Переполошенной Ольге, которая сидела в кровати, закутав плечи и голову в широкое одеяло, он сказал решительно:
— Собирайтесь.
А она совершенно по понимала, что от нее хочет начальник Аверьяна. Недобрый, грозный… Правда, он всегда такой — недоступный, хмурый.
— Я без Володи никуда не пойду. Вот вернется…
— Для вас — уже не вернется. Поднимайтесь!
— Что-то с Володей? — ойкнула Ольга.
Страх родился в сердце и холодными струйками растекся по телу, сковал льдом руки и ноги. Не пошевельнуться.
Торчавшая в дверях Оксана Свиридовна запела было тоненьким голоском:
— Как же это мужнюю женщину вытаскивать из постели ночью?
Ярош выставил хозяйку за дверь.
— Дойдет и до вас очередь, уважаемая.
Ольга оделась. Ее увели.
Только Оксана Свиридовна не была бы Оксаной Свиридовной, если бы позволила этак просто увести постоялицу, к которой уже привязалась душой. Она пошла следом за конвойными. Добралась до окротдела. А оттуда — в коммуну, к Борису Когану.
Горлицей взлетев по скрипучей, шаткой лестнице на веранду, затарабанила мягкими кулаками в дверь.
К ней вышла тетя Маша. Со сна.
— Двери-то в коридор не заперты. Только надо было потянуть их на себя.
— А я их — толкала, толкала, — пояснила запыхавшаяся Оксана Свиридовна. — Мне бы Борю…
— Когана?
— Да, да, его!
— Бори-ис! — позвала тетя Маша, уверенная, что ночная гостья ухитрилась своим стуком разбудить всех жильцов коммуны.

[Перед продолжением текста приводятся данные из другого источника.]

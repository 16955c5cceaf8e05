use crate::cmd::Target;
use crate::exit::{rpc_error, CliResult, SUCCESS};
use crate::output::{print_json, print_table, OutputFormat};

pub fn run(target: &Target, format: OutputFormat) -> CliResult<i32> {
    let client = target.rpc_client()?;
    let params = client
        .get_all_parameters()
        .map_err(|err| rpc_error("device parameters", err))?;

    match format {
        OutputFormat::Json => print_json(&params),
        OutputFormat::Table => print_table(
            &["PARAMETER", "VALUE"],
            params
                .iter()
                .map(|(name, value)| vec![name.clone(), value.clone()])
                .collect(),
        ),
        OutputFormat::Pretty | OutputFormat::Raw => {
            for (name, value) in &params {
                println!("{name}={value}");
            }
        }
    }
    Ok(SUCCESS)
}
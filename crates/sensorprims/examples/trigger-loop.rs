//! Trigger a device a few times and print each result.
//!
//! Run with:
//!   cargo run --example trigger-loop -- 192.168.0.69:50010 5

use sensorprims::pcic::{connect, PcicError};

fn main() -> Result<(), Box<dyn std::error::Error>> {
    let mut args = std::env::args().skip(1);
    let addr = args.next().unwrap_or_else(|| "192.168.0.69:50010".to_string());
    let count: usize = args.next().map(|n| n.parse()).transpose()?.unwrap_or(3);

    let mut link = connect(addr.clone())?;
    eprintln!("Connected to {addr}");

    for i in 0..count {
        match link.execute_synchronous_trigger() {
            Ok(result) => println!("{i}: {}", String::from_utf8_lossy(&result)),
            Err(PcicError::DeviceBusy { .. }) => eprintln!("{i}: device busy, skipped"),
            Err(e) => return Err(e.into()),
        }
    }

    let state = link.request_error_state()?;
    if state.is_error() {
        eprintln!("device reports: {}", state.describe());
    }
    Ok(())
}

Он уже в дверях. Словно бы собрался на утреннюю физзарядку: сапоги — на тощих ногах, без брюк — лишь в длинных черных трусах. Правда, на плечах — внакидку пальто. Держит себя за лацканы.
Увидел Оксану Свиридовну и все сразу понял:
— Что-то с Ольгой?
Оксана Свиридовна кивает головой: мол, с нею, и заговорщицки манит Когана пальцем:
— Боренька, мне бы с вами с глазу на глаз. По секрету.
— Сейчас!
Он оделся. Они вышли во двор. И только там, убедившись, что их никто услышать не может, Оксана Свиридовна громким шепотом сообщила страшную тайну.
— Забрали ее. В ГПУ. Приходил с двумя начальник Аверьяна Ивановича. Злой-презлой, аж зубами щелкает. Говорит: «Дойдет и до вас черед, уважаемая».
А на веранде уже и тетя Маша, и другие коммунары. Встревожены.
— Борис, что там случилось?
— Не знаю толком. Пойду разберусь.
* * *
Борис заглянул в экономгруппу.
Ольга сидела на стуле посреди комнаты, как и положено арестованному при допросе. Увидев на пороге Бориса, вздрогнула, закусила губы. А в черных глазах глухие всплески, как в глубоком омуте перед грозою.
Ярош протянул Когану лист бумаги.
— Из губотдела переслали. Полюбуйся.
«Вы бы постарательнее выбирали себе жен. Оженился ваш чекист Сурмач Аверьянка с Ольгой Яровой… А не спросил, что она за птица. А она была полюбовницей Вакулы Горобца, который грабил и мародерствовал вместе с Семеном Воротынцем. Это она предупредила Семена Григорьевича, что в Журавинку пришли чекисты. А тот на коней, награбленное забрал и деру… Она и сейчас тянется к сестре. А как же, одна кровь… Вот оно как, товарищи чекисты».
Письмо было без подписи.
— Анонимка! И по такой фальшивке допрашивать жену своего товарища чекиста?! — возмутился Борис.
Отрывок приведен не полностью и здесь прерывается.